:: WORK REQUIRED ::
Reproduce the first line of the entries that follow and each later line, word for word, ending with the one containing "pub enum RecordFormat".

[Data extracted from a collection]
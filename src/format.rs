use std::fmt;
use std::io::{BufRead, ErrorKind};
use std::path::Path;

use crate::entry::{Entry, parse_tags};
use crate::error::StoreError;

const LINES_PER_RECORD: usize = 3;

/// On-disk layout of a word file.
#[derive(Debug, Clone, Copy, PartialEq, Eq, Default)]
pub enum RecordFormat {
    /// Three lines per entry: word, description, comma-joined tags.
    #[default]
    Lines,
    /// One JSON object per line.
    Jsonl,
}

impl RecordFormat {
    /// Serialize one entry, including its trailing newline.
    pub fn encode(self, entry: &Entry) -> Result<String, StoreError> {
        match self {
            RecordFormat::Lines => encode_lines(entry),
            RecordFormat::Jsonl => {
                let mut line = serde_json::to_string(entry)
                    .map_err(|err| StoreError::InvalidInput(err.to_string()))?;
                line.push('\n');
                Ok(line)
            }
        }
    }

    /// Read every entry from `reader`. `path` only labels errors.
    pub fn decode<R: BufRead>(self, reader: R, path: &Path) -> Result<Vec<Entry>, StoreError> {
        let mut lines = Vec::new();
        for (idx, line) in reader.lines().enumerate() {
            let line = line.map_err(|err| match err.kind() {
                ErrorKind::InvalidData => StoreError::parse(path, idx + 1, "line is not valid UTF-8"),
                _ => StoreError::io(path, err),
            })?;
            lines.push(line);
        }
        match self {
            RecordFormat::Lines => decode_lines(&lines, path),
            RecordFormat::Jsonl => decode_jsonl(&lines, path),
        }
    }
}

fn encode_lines(entry: &Entry) -> Result<String, StoreError> {
    if has_line_break(&entry.word) || has_line_break(&entry.description) {
        return Err(StoreError::InvalidInput(
            "word and description must fit on a single line".to_string(),
        ));
    }
    if entry
        .tags
        .iter()
        .any(|tag| tag.contains(',') || has_line_break(tag))
    {
        return Err(StoreError::InvalidInput(
            "tags must not contain commas or line breaks".to_string(),
        ));
    }
    if entry.tags.iter().any(|tag| tag.trim() != tag) {
        return Err(StoreError::InvalidInput(
            "tags must not start or end with whitespace".to_string(),
        ));
    }
    // A blank tag line reads back as no tags at all.
    if entry.tags.len() == 1 && entry.tags[0].is_empty() {
        return Err(StoreError::InvalidInput(
            "a single empty tag cannot be stored in the lines format".to_string(),
        ));
    }
    Ok(format!(
        "{}\n{}\n{}\n",
        entry.word,
        entry.description,
        entry.tags.join(",")
    ))
}

fn decode_lines(lines: &[String], path: &Path) -> Result<Vec<Entry>, StoreError> {
    let mut entries = Vec::with_capacity(lines.len() / LINES_PER_RECORD);
    for (idx, record) in lines.chunks(LINES_PER_RECORD).enumerate() {
        let line_no = idx * LINES_PER_RECORD + 1;
        if record.len() < LINES_PER_RECORD {
            return Err(StoreError::parse(
                path,
                line_no,
                format!(
                    "truncated record: expected {} lines, found {}",
                    LINES_PER_RECORD,
                    record.len()
                ),
            ));
        }
        let entry = Entry::new(record[0].as_str(), record[1].as_str(), parse_tags(&record[2]));
        push_checked(&mut entries, entry, path, line_no)?;
    }
    Ok(entries)
}

fn decode_jsonl(lines: &[String], path: &Path) -> Result<Vec<Entry>, StoreError> {
    let mut entries = Vec::new();
    for (idx, raw) in lines.iter().enumerate() {
        if raw.trim().is_empty() {
            continue;
        }
        let entry: Entry = serde_json::from_str(raw)
            .map_err(|err| StoreError::parse(path, idx + 1, err.to_string()))?;
        push_checked(&mut entries, entry, path, idx + 1)?;
    }
    Ok(entries)
}

/// Reject records that would break the one-entry-per-word invariant.
fn push_checked(
    entries: &mut Vec<Entry>,
    entry: Entry,
    path: &Path,
    line: usize,
) -> Result<(), StoreError> {
    if entry.word.is_empty() {
        return Err(StoreError::parse(path, line, "record has an empty word"));
    }
    if entries.iter().any(|e| e.word == entry.word) {
        return Err(StoreError::parse(
            path,
            line,
            format!("duplicate word '{}'", entry.word),
        ));
    }
    entries.push(entry);
    Ok(())
}

fn has_line_break(value: &str) -> bool {
    value.contains('\n') || value.contains('\r')
}

impl fmt::Display for RecordFormat {
    fn fmt(&self, f: &mut fmt::Formatter<'_>) -> fmt::Result {
        match self {
            RecordFormat::Lines => write!(f, "lines"),
            RecordFormat::Jsonl => write!(f, "jsonl"),
        }
    }
}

:: YOUR RESPONSE ::
filename src/format.rs
use std::fmt;
use std::io::{BufRead, ErrorKind};
use std::path::Path;

use crate::entry::{Entry, parse_tags};
use crate::error::StoreError;

const LINES_PER_RECORD: usize = 3;

/// On-disk layout of a word file.
#[derive(Debug, Clone, Copy, PartialEq, Eq, Default)]
pub enum RecordFormat {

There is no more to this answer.